In december 2020 besloten de regeringsleiders van de Europese Unie zich ertoe te verbinden hun gezamenlijke CO2-uitstoot met 55% terug te dringen tegen 2050. Nederland besloot ambitieuzer te zijn en te werken naar een vermindering van maar liefst 95-100%. De Regionale Energietransitie (RES) werd in het leven geroepen om de transitie van fossiele brandstoffen naar duurzame energiebronnen mogelijk te maken.
Maar zo’n transitie kan heel wat ingrijpende veranderingen met zich meebrengen. Daarom besloot de overheid dat inwoners, ondernemers en andere belanghebbenden actief bij het besluitvormingsproces betrokken moesten worden. In de nasleep van deze beslissing zijn heel wat gemeenten dan ook volop aan de slag gegaan om hun community te betrekken bij het opstellen van de transitievisies. Nu de plannen op tafel liggen is het tijd voor reflectie. Waar staan we in het proces? Wat kunnen we leren uit deze beginfase? En hoe zal het project verder evolueren? Laat het ons even bekijken.
Waar we nu staan
Nederlandse steden en gemeenten hebben de afgelopen tijd massaal ingezet op het optimaal benutten van de collectieve intelligentie. Inwoners, organisaties, belangengroepen en energieleveranciers werden geraadpleegd over en betrokken bij de opmaak van de regionale plannen. Ook op onze CitizenLab-platforms kreeg de Regionale Energietransitie een belangrijke plek toebedeeld:
- In Nieuwkoop werden verschillende participatiemethodes gecombineerd om inwoners te bevragen over de plaatsing van zonnevelden en windturbines. Aan de hand van een informatieve webinar, interactieve kansenkaarten en een uitgebreide enquête verzamelde de gemeente de input van belanghebbenden en geïnteresseerden.
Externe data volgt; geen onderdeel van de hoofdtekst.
//! Picsync daemon for background synchronization.
//!
//! This daemon keeps the local cache and action queue in step with the
//! search backend:
//! - Heartbeats the backend to track connectivity
//! - Replays queued actions on every reconnection
//! - Refreshes cached library directories after each replay
//!
//! The daemon shares the cache database with the `picsync` CLI.
//!
//! ## Usage
//!
//! ```bash
//! picsync-daemon              # Run in foreground
//! picsync-daemon --once       # Sync once and exit
//! ```

use anyhow::{Context, Result};
use std::path::PathBuf;
use std::sync::Arc;
use tracing::{error, info, warn};

use picsync::config::Config;
use picsync::logging;
use picsync::remote::HttpRemote;
use picsync::PhotoClient;

/// Daemon configuration
#[derive(Default)]
struct DaemonConfig {
    /// Sync once and exit
    once: bool,
    /// Config path override
    config_path: Option<PathBuf>,
    /// Log directory override
    log_dir: Option<PathBuf>,
}

#[tokio::main]
async fn main() -> Result<()> {
    // Parse command line arguments
    let daemon_config = parse_args();

    let log_target = logging::init(daemon_config.log_dir.clone(), true)
        .context("Failed to initialize logging")?;

    info!(?log_target, "Picsync daemon starting...");

    let config = load_config(&daemon_config)?;
    info!("Config loaded, backend at {}", config.remote.endpoint);

    let remote = Arc::new(HttpRemote::new(&config.remote, config.queue.request_timeout()));
    let client = PhotoClient::build(config, remote)
        .await
        .context("Failed to open local cache")?;
    if !client.store().is_supported() {
        warn!("Cache database unavailable, running memory-only");
    }

    if daemon_config.once {
        info!("Running in single-shot mode");
        match client.force_sync().await {
            Ok(report) => info!(
                replayed = report.drain.succeeded,
                failed = report.drain.failed.len(),
                updated = report.refresh.updated,
                "Sync complete"
            ),
            Err(e) => error!("Sync failed: {}", e),
        }
    } else {
        run_daemon(&client).await?;
    }

    info!("Picsync daemon stopped");
    Ok(())
}

async fn run_daemon(client: &PhotoClient) -> Result<()> {
    let online = client.init().await;
    info!("Running in daemon mode, backend {}", if online { "online" } else { "offline" });

    let mut status = client.subscribe_status();
    loop {
        tokio::select! {
            changed = status.changed() => {
                if changed.is_err() {
                    break;
                }
                let current = status.borrow_and_update().clone();
                info!("Sync status: {}", current);
            }
            signal = tokio::signal::ctrl_c() => {
                if let Err(e) = signal {
                    error!("Failed to listen for shutdown signal: {}", e);
                }
                info!("Shutdown requested");
                break;
            }
        }
    }

    client.dispose();
    Ok(())
}

fn parse_args() -> DaemonConfig {
    let args: Vec<String> = std::env::args().collect();
    let mut config = DaemonConfig::default();

    let mut i = 1;
    while i < args.len() {
        match args[i].as_str() {
            "--once" | "-1" => {
                config.once = true;
            }
            "--config" | "-c" => {
                if i + 1 < args.len() {
                    config.config_path = Some(PathBuf::from(&args[i + 1]));
                    i += 1;
                }
            }
            "--log-dir" => {
                if i + 1 < args.len() {
                    config.log_dir = Some(PathBuf::from(&args[i + 1]));
                    i += 1;
                }
            }
            "--help" | "-h" => {
                print_help();
                std::process::exit(0);
            }
            "--version" | "-V" => {
                println!("picsync-daemon {}", env!("CARGO_PKG_VERSION"));
                std::process::exit(0);
            }
            _ => {
                eprintln!("Unknown argument: {}", args[i]);
                print_help();
                std::process::exit(1);
            }
        }
        i += 1;
    }

    config
}

fn print_help() {
    println!(
        r#"picsync-daemon - Background sync for the photo search client

USAGE:
    picsync-daemon [OPTIONS]

OPTIONS:
    --once, -1          Sync once and exit
    --config, -c PATH   Path to config file
    --log-dir PATH      Log directory when journald is unavailable
    --version, -V       Show version
    --help, -h          Show this help message

ENVIRONMENT:
    PICSYNC_CONFIG      Path to config file (overrides default location)
    PICSYNC_LOG         Log level (trace, debug, info, warn, error)

The daemon replays actions queued while the backend was unreachable and
refreshes the cached library directories listed under [remote] in the
config file.
"#
    );
}

fn load_config(daemon_config: &DaemonConfig) -> Result<Config> {
    match daemon_config.config_path {
        Some(ref path) => Config::load_from(path),
        None => Config::load(),
    }
}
- De gemeente Schagen gebruikte het participatieplatform om de community te informeren over de Regionale Energietransitie. Inwoners kregen bovendien de kans hun mening te geven over drie kansrijke projecten: het plaatsen van zonnevelden op parkeerterreinen en grote daken, en de installatie van kleine windturbines op agrarische grond.
- Den Haag polste via een enquête hoe hun inwoners zich voelen over de warmtetransitie, wat hun ideeën en meningen zijn. Bovendien gebruikte de gemeente het platform ook als informatiehub en organiseerde het lokale bestuur 8 inspraakworkshops om in dialoog te treden met belanghebbenden uit verschillende buurten.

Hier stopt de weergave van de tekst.